1. A remote communication device for operation in a bidirectional communication system, the device comprising:
- at least one symbol mapper for mapping symbols using quadrature amplitude modulation (QAM) symbol mapping and phase-shift keying (PSK) symbol mapping;
  
  an Inverse Fast Fourier Transform (IFFT) engine operating on frequency domain that receives a frame of parallel frequency domain data based on symbol data generated by the symbol mapper, the Inverse Fast Fourier Transform (IFFT) engine generating a frame of time domain in-phase and quadrature phase data from the frame of parallel frequency domain data which is generated based on symbol data generated by the symbol mapper;
  
  at least one converter generating an analog signal based on the stream of time domain in-phase and quadrature phase data;
  
  a radio frequency transmitter for transmitting a radio frequency signal based on the analog signal; and
  
  a processor, wherein the symbol mapper is responsive to the processor, and the processor controls synchronization of symbol timing and carrier frequency of transmissions from the radio frequency transmitter.
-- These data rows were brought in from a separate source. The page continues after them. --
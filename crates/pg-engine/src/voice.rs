//! Voice: steps through one sample at a device rate.

use pg_ir::RawSample;

use crate::frame::Frame;
use crate::frequency::{rate_to_increment, FRAC_BITS};

const FRAC_MASK: u64 = (1 << FRAC_BITS) - 1;

/// A single voice playing one sample, looping or once.
///
/// The render path does not allocate; all state is plain integers plus the
/// shared sample data.
#[derive(Clone, Debug)]
pub struct Voice {
    sample: RawSample,
    /// Position in the sample (32.32 fixed point).
    position: u64,
    /// Position increment per device frame (32.32 fixed point).
    increment: u64,
    output_rate: u32,
    looping: bool,
    playing: bool,
}

impl Voice {
    /// Start a voice at the sample's own rate.
    ///
    /// A one-shot voice that would never advance (empty sample or a zero
    /// rate) starts out finished.
    pub fn new(sample: RawSample, output_rate: u32, looping: bool) -> Self {
        let increment = rate_to_increment(sample.sample_rate, output_rate);
        let playing = !sample.is_empty() && (looping || increment > 0);
        Self {
            sample,
            position: 0,
            increment,
            output_rate,
            looping,
            playing,
        }
    }

    /// Change the playback rate without restarting.
    pub fn set_sample_rate(&mut self, sample_rate: u32) {
        self.sample.sample_rate = sample_rate;
        self.increment = rate_to_increment(sample_rate, self.output_rate);
        if !self.looping && self.increment == 0 {
            self.playing = false;
        }
    }

    pub fn sample_rate(&self) -> u32 {
        self.sample.sample_rate
    }

    pub fn is_playing(&self) -> bool {
        self.playing
    }

    pub fn is_looping(&self) -> bool {
        self.looping
    }

    pub fn stop(&mut self) {
        self.playing = false;
    }

    /// Current position in whole samples.
    pub fn position(&self) -> usize {
        (self.position >> FRAC_BITS) as usize
    }

    /// Render one mono frame. Silent once the voice has stopped.
    pub fn render_frame(&mut self) -> Frame {
        if !self.playing {
            return Frame::silence();
        }
        let value = self.interpolated();
        self.position += self.increment;
        self.advance_loop();
        Frame::mono(value)
    }

    /// Fill `out` with rendered frames.
    pub fn render(&mut self, out: &mut [Frame]) {
        for frame in out.iter_mut() {
            *frame = self.render_frame();
        }
    }

    /// Linear blend of the two samples around the current position.
    /// A looping voice blends its last sample with the first.
    fn interpolated(&self) -> i16 {
        let idx = self.position();
        let frac = ((self.position & FRAC_MASK) >> 16) as i64;
        let next = if self.looping && idx + 1 >= self.sample.len() {
            0
        } else {
            idx + 1
        };

        let a = self.sample.get_signed(idx) as i64;
        let b = self.sample.get_signed(next) as i64;
        (a + (((b - a) * frac) >> 16)) as i16
    }

    fn advance_loop(&mut self) {
        let end = (self.sample.len() as u64) << FRAC_BITS;
        if self.position < end {
            return;
        }
        if self.looping {
            self.position %= end;
        } else {
            self.playing = false;
        }
    }
}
- View Dependent Claims (2, 3, 4, 5)
- - 2. The remote communication device of claim 1, wherein the radio frequency transmitter modulates a carrier frequency with the at least one analog signal.
  - 3. The remote communication device of claim 1, further comprising:
    - a buffer receiving symbols of both payload and control data from the at least one symbol mapper.
  - 4. The remote communication device of claim 1, wherein the at least one converter comprises at least one digital to analog converter (DAC) receiving the time domain in-phase and quadrature phase data and generating at least one analog signal based on the stream of time domain in-phase and quadrature phase data.
  - 5. The remote communication device of claim 1, wherein the at least one symbol mapper comprises a binary phase-shift keying (BPSK) symbol mapper.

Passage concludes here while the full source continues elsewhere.